## TASK DETAILS
Lines holding the word "racing" in the following material must be counted; give only the resulting number.

## THE RECORDS
........

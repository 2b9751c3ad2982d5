//! Integration tests for reconciliation-core

use chrono::NaiveDate;
use reconciliation_core::utils::MemoryStorage;
use reconciliation_core::{
    Account, BankFeedStatus, BankFeedTransaction, LedgerEntity, MatchStatus, ReconcileError,
    ReconciliationEngine, ReconciliationStore, SimilarityScorer, TenantContext, Transaction,
};
use uuid::Uuid;

/// Similarity collaborator returning a fixed score
struct StubSimilarity(f64);

impl SimilarityScorer for StubSimilarity {
    fn similarity(&self, _a: &str, _b: &str) -> f64 {
        self.0
    }
}

struct Tenant {
    ctx: TenantContext,
    account: Account,
}

fn seed_tenant(storage: &MemoryStorage, account_name: &str) -> Tenant {
    let ctx = TenantContext::new(Uuid::new_v4(), Uuid::new_v4());
    let entity = LedgerEntity::new(ctx.tenant_id, format!("{} Holdings", account_name));
    let account = Account::new(entity.id, account_name.to_string(), "USD".to_string());
    storage.insert_entity(entity);
    storage.insert_account(account.clone());
    Tenant { ctx, account }
}

fn day(d: u32) -> NaiveDate {
    NaiveDate::from_ymd_opt(2024, 1, d).unwrap()
}

fn seed_bank_feed(
    storage: &MemoryStorage,
    account_id: Uuid,
    amount_cents: i64,
    date: NaiveDate,
    description: &str,
) -> BankFeedTransaction {
    let txn = BankFeedTransaction::new(
        account_id,
        format!("ext-{}", Uuid::new_v4()),
        date,
        description.to_string(),
        amount_cents,
        "USD".to_string(),
    );
    storage.insert_bank_feed_transaction(txn.clone());
    txn
}

fn seed_transaction(
    storage: &MemoryStorage,
    account_id: Uuid,
    amount_cents: i64,
    date: NaiveDate,
    description: &str,
) -> Transaction {
    let txn = Transaction::new(
        account_id,
        date,
        description.to_string(),
        amount_cents,
        "USD".to_string(),
    );
    storage.insert_transaction(txn.clone());
    txn
}

#[tokio::test]
async fn test_complete_reconciliation_workflow() {
    let storage = MemoryStorage::new();
    let tenant = seed_tenant(&storage, "Business Checking");
    let engine =
        ReconciliationEngine::with_scorer(storage.clone(), Box::new(StubSimilarity(0.95)));

    // An imported coffee purchase and two ledger-side candidates
    let bank = seed_bank_feed(&storage, tenant.account.id, 550, day(15), "STARBUCKS #1234");
    let exact = seed_transaction(
        &storage,
        tenant.account.id,
        550,
        day(15),
        "Coffee shop purchase",
    );
    seed_transaction(&storage, tenant.account.id, 550, day(20), "Another coffee");

    // Suggestion pass ranks the same-day candidate first at full confidence
    let suggestions = engine
        .suggest_matches(&tenant.ctx, bank.id, None)
        .await
        .unwrap();
    assert_eq!(suggestions.len(), 2);
    assert_eq!(suggestions[0].transaction_id, exact.id);
    assert_eq!(suggestions[0].confidence, 1.0);
    assert_eq!(
        suggestions[0].reasons,
        vec!["Exact amount match", "Same date", "Description near-identical"]
    );
    assert_eq!(suggestions[1].confidence, 0.80);

    // Confirm the top suggestion manually
    let view = engine
        .create_match(&tenant.ctx, bank.id, exact.id)
        .await
        .unwrap();
    assert_eq!(view.record.status, MatchStatus::Matched);
    assert_eq!(view.record.confidence, 1.0);
    assert_eq!(view.bank_feed_transaction.status, BankFeedStatus::Posted);

    // Status reflects the confirmed match
    let status = engine
        .reconciliation_status(&tenant.ctx, tenant.account.id)
        .await
        .unwrap();
    assert_eq!(status.total_bank_feed, 1);
    assert_eq!(status.matched, 1);
    assert_eq!(status.unmatched, 0);
    assert_eq!(status.reconciliation_percent, 100);

    // Unmatch returns the bank feed transaction to the pending pool
    engine.unmatch(&tenant.ctx, view.record.id).await.unwrap();

    let status = engine
        .reconciliation_status(&tenant.ctx, tenant.account.id)
        .await
        .unwrap();
    assert_eq!(status.matched, 0);
    assert_eq!(status.unmatched, 1);
    assert_eq!(status.reconciliation_percent, 0);

    // The full cycle produced a create and a delete audit entry
    let audit = storage.audit_records();
    assert_eq!(audit.len(), 2);
}

#[tokio::test]
async fn test_match_and_status_stay_consistent() {
    let storage = MemoryStorage::new();
    let tenant = seed_tenant(&storage, "Checking");
    let engine = ReconciliationEngine::new(storage.clone());

    let bank = seed_bank_feed(&storage, tenant.account.id, 1200, day(3), "Rent");
    let ledger = seed_transaction(&storage, tenant.account.id, 1200, day(3), "Rent");

    let view = engine
        .create_match(&tenant.ctx, bank.id, ledger.id)
        .await
        .unwrap();

    // The match row and the Posted status are visible together
    let refetched = storage
        .get_bank_feed_transaction(tenant.ctx.tenant_id, bank.id)
        .await
        .unwrap()
        .unwrap();
    assert_eq!(refetched.status, BankFeedStatus::Posted);
    assert!(storage
        .get_match(tenant.ctx.tenant_id, view.record.id)
        .await
        .unwrap()
        .is_some());

    // And disappear together after unmatch
    engine.unmatch(&tenant.ctx, view.record.id).await.unwrap();
    let refetched = storage
        .get_bank_feed_transaction(tenant.ctx.tenant_id, bank.id)
        .await
        .unwrap()
        .unwrap();
    assert_eq!(refetched.status, BankFeedStatus::Pending);
    assert!(storage
        .get_match(tenant.ctx.tenant_id, view.record.id)
        .await
        .unwrap()
        .is_none());
}

#[tokio::test]
async fn test_tenant_isolation() {
    let storage = MemoryStorage::new();
    let alpha = seed_tenant(&storage, "Alpha Checking");
    let beta = seed_tenant(&storage, "Beta Checking");
    let engine = ReconciliationEngine::new(storage.clone());

    let alpha_bank = seed_bank_feed(&storage, alpha.account.id, 500, day(10), "Supplies");
    let alpha_txn = seed_transaction(&storage, alpha.account.id, 500, day(10), "Supplies");

    // Beta cannot see alpha's bank feed transaction, account, or match
    let err = engine
        .suggest_matches(&beta.ctx, alpha_bank.id, None)
        .await
        .unwrap_err();
    assert!(matches!(err, ReconcileError::NotFound(_)));

    let err = engine
        .reconciliation_status(&beta.ctx, alpha.account.id)
        .await
        .unwrap_err();
    assert!(matches!(err, ReconcileError::NotFound(_)));

    let view = engine
        .create_match(&alpha.ctx, alpha_bank.id, alpha_txn.id)
        .await
        .unwrap();
    let err = engine.unmatch(&beta.ctx, view.record.id).await.unwrap_err();
    assert_eq!(err.to_string(), "Match not found");

    // Alpha's view is unaffected by the failed foreign-tenant calls
    let status = engine
        .reconciliation_status(&alpha.ctx, alpha.account.id)
        .await
        .unwrap();
    assert_eq!(status.matched, 1);
}

#[tokio::test]
async fn test_soft_deleted_rows_are_invisible() {
    let storage = MemoryStorage::new();
    let tenant = seed_tenant(&storage, "Checking");
    let engine = ReconciliationEngine::new(storage.clone());

    let bank = seed_bank_feed(&storage, tenant.account.id, 700, day(12), "Fuel");
    let mut deleted = Transaction::new(
        tenant.account.id,
        day(12),
        "Fuel".to_string(),
        700,
        "USD".to_string(),
    );
    deleted.deleted_at = Some(chrono::Utc::now().naive_utc());
    storage.insert_transaction(deleted.clone());

    // The deleted candidate neither appears in suggestions nor matches
    let suggestions = engine
        .suggest_matches(&tenant.ctx, bank.id, None)
        .await
        .unwrap();
    assert!(suggestions.is_empty());

    let err = engine
        .create_match(&tenant.ctx, bank.id, deleted.id)
        .await
        .unwrap_err();
    assert_eq!(err.to_string(), "Transaction not found");

    // A soft-deleted bank feed transaction is invisible too
    let mut gone = seed_bank_feed(&storage, tenant.account.id, 100, day(1), "Old");
    gone.deleted_at = Some(chrono::Utc::now().naive_utc());
    storage.insert_bank_feed_transaction(gone.clone());

    let err = engine
        .suggest_matches(&tenant.ctx, gone.id, None)
        .await
        .unwrap_err();
    assert_eq!(err.to_string(), "Bank feed transaction not found");

    let status = engine
        .reconciliation_status(&tenant.ctx, tenant.account.id)
        .await
        .unwrap();
    assert_eq!(status.total_bank_feed, 1);
}

#[tokio::test]
async fn test_matched_transaction_never_suggested_again() {
    let storage = MemoryStorage::new();
    let tenant = seed_tenant(&storage, "Checking");
    let engine = ReconciliationEngine::new(storage.clone());

    let first_bank = seed_bank_feed(&storage, tenant.account.id, 550, day(15), "Coffee");
    let second_bank = seed_bank_feed(&storage, tenant.account.id, 550, day(16), "Coffee");
    let ledger = seed_transaction(&storage, tenant.account.id, 550, day(15), "Coffee");

    engine
        .create_match(&tenant.ctx, first_bank.id, ledger.id)
        .await
        .unwrap();

    let suggestions = engine
        .suggest_matches(&tenant.ctx, second_bank.id, None)
        .await
        .unwrap();
    assert!(suggestions.is_empty());
}

#[tokio::test]
async fn test_store_rejects_double_match_under_lock() {
    let storage = MemoryStorage::new();
    let tenant = seed_tenant(&storage, "Checking");
    let engine = ReconciliationEngine::new(storage.clone());

    let bank = seed_bank_feed(&storage, tenant.account.id, 550, day(15), "Coffee");
    let ledger = seed_transaction(&storage, tenant.account.id, 550, day(15), "Coffee");
    engine
        .create_match(&tenant.ctx, bank.id, ledger.id)
        .await
        .unwrap();

    // Drive the store directly, as a racing writer that passed the engine's
    // pre-checks would; the composite write itself must refuse
    let racing = reconciliation_core::TransactionMatch::matched(bank.id, ledger.id);
    let audit = reconciliation_core::AuditRecord::create(
        &tenant.ctx,
        tenant.account.entity_id,
        "TransactionMatch",
        racing.id,
        serde_json::json!({}),
    );
    let err = storage
        .create_match(tenant.ctx.tenant_id, &racing, &audit)
        .await
        .unwrap_err();
    assert!(matches!(err, ReconcileError::Conflict(_)));

    // The refused write left no partial state behind
    assert!(storage
        .get_match(tenant.ctx.tenant_id, racing.id)
        .await
        .unwrap()
        .is_none());
    assert_eq!(storage.audit_records().len(), 1);
}

#[tokio::test]
async fn test_empty_account_is_vacuously_reconciled() {
    let storage = MemoryStorage::new();
    let tenant = seed_tenant(&storage, "Fresh Account");
    let engine = ReconciliationEngine::new(storage.clone());

    let status = engine
        .reconciliation_status(&tenant.ctx, tenant.account.id)
        .await
        .unwrap();
    assert_eq!(status.total_bank_feed, 0);
    assert_eq!(status.reconciliation_percent, 100);
}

........

## TASK SOLUTION
5